Stored data:
════════════════════

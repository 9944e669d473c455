//! Fast-sync wire messages.
//!
//! Planes travel as raw `u8` codes. Callers resolve them with
//! [`TriePlane::from_code`] and drop entries whose code is unknown.

use crate::error::SyncResult;
use bytes::Bytes;
use fastsync_config::{BLOCKS_REQUEST_MAXIMUM_BATCH_SIZE, TRIE_DATA_REQUEST_MAXIMUM_BATCH_SIZE};
use fastsync_core::{BlockRef, TriePlane, H256};
use serde::de::DeserializeOwned;
use serde::{Deserialize, Serialize};

/// Binary encoding shared by every fast-sync message.
pub trait WireMessage: Serialize + DeserializeOwned + Sized {
    /// Encodes the message.
    fn encode(&self) -> SyncResult<Vec<u8>> {
        Ok(bincode::serialize(self)?)
    }

    /// Decodes a message.
    fn decode(bytes: &[u8]) -> SyncResult<Self> {
        Ok(bincode::deserialize(bytes)?)
    }
}

/// Request for a trie node and up to `batch_size_limit` of its descendants.
#[derive(Debug, Clone, PartialEq, Eq, Serialize, Deserialize)]
pub struct RequestTrieData {
    /// Key of the requested node
    pub key: H256,
    /// Plane code
    pub plane: u8,
    /// Maximum number of nodes in the response
    pub batch_size_limit: u32,
}

impl RequestTrieData {
    /// Creates a request, clamping the batch size to the protocol maximum.
    pub fn new(key: H256, plane: TriePlane, batch_size_limit: u32) -> Self {
        Self {
            key,
            plane: plane.code(),
            batch_size_limit: batch_size_limit.min(TRIE_DATA_REQUEST_MAXIMUM_BATCH_SIZE),
        }
    }

    /// Decoded plane, `None` for unknown codes.
    pub fn plane(&self) -> Option<TriePlane> {
        TriePlane::from_code(self.plane)
    }
}

impl WireMessage for RequestTrieData {}

/// Trie nodes sent in answer to a [`RequestTrieData`].
#[derive(Debug, Clone, PartialEq, Eq, Serialize, Deserialize)]
pub struct ResponseTrieData {
    /// Key that was requested
    pub key: H256,
    /// Plane code
    pub plane: u8,
    /// `(key, value)` pairs with `key == keccak(value)`
    pub entries: Vec<(H256, Bytes)>,
}

impl ResponseTrieData {
    /// Creates a response for a known plane.
    pub fn new(key: H256, plane: TriePlane, entries: Vec<(H256, Bytes)>) -> Self {
        Self {
            key,
            plane: plane.code(),
            entries,
        }
    }

    /// Decoded plane, `None` for unknown codes.
    pub fn plane(&self) -> Option<TriePlane> {
        TriePlane::from_code(self.plane)
    }
}

impl WireMessage for ResponseTrieData {}

/// Request for a contiguous range of blocks.
#[derive(Debug, Clone, Copy, PartialEq, Eq, Serialize, Deserialize)]
pub struct RequestBlocks {
    /// First block of the range
    pub from_block: u64,
    /// Number of blocks
    pub count: u32,
    /// Walk towards genesis when set
    pub descending: bool,
}

impl RequestBlocks {
    /// Creates a request, clamping the count to the protocol maximum.
    pub fn new(from_block: u64, count: u32, descending: bool) -> Self {
        Self {
            from_block,
            count: count.min(BLOCKS_REQUEST_MAXIMUM_BATCH_SIZE),
            descending,
        }
    }

    /// Inclusive `(first, last)` heights covered by the request, in request order.
    ///
    /// Descending ranges stop at genesis. Returns `None` for an empty request.
    pub fn range(&self) -> Option<(u64, u64)> {
        if self.count == 0 {
            return None;
        }
        let span = u64::from(self.count) - 1;
        if self.descending {
            Some((self.from_block, self.from_block.saturating_sub(span)))
        } else {
            Some((self.from_block, self.from_block.saturating_add(span)))
        }
    }

    /// Order label used in logs.
    pub fn order(&self) -> &'static str {
        if self.descending {
            "DESC"
        } else {
            "ASC"
        }
    }
}

impl WireMessage for RequestBlocks {}

/// Blocks sent in answer to a [`RequestBlocks`].
#[derive(Debug, Clone, PartialEq, Eq, Serialize, Deserialize)]
pub struct ResponseBlocks {
    /// Blocks in the order of the request
    pub blocks: Vec<BlockRef>,
}

impl WireMessage for ResponseBlocks {}

/// Envelope handed to the transport.
#[derive(Debug, Clone, PartialEq, Eq, Serialize, Deserialize)]
pub enum SyncMessage {
    /// Outbound trie request
    RequestTrieData(RequestTrieData),
    /// Trie response
    ResponseTrieData(ResponseTrieData),
    /// Outbound block request
    RequestBlocks(RequestBlocks),
    /// Block response
    ResponseBlocks(ResponseBlocks),
}

impl WireMessage for SyncMessage {}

════════════════════

EXERCISE:
The answer must be every line of the records that holds the string "Creates".

SOLUTION FOR THIS TASK:
    /// Creates a request, clamping the batch size to the protocol maximum.
    /// Creates a response for a known plane.
    /// Creates a request, clamping the count to the protocol maximum.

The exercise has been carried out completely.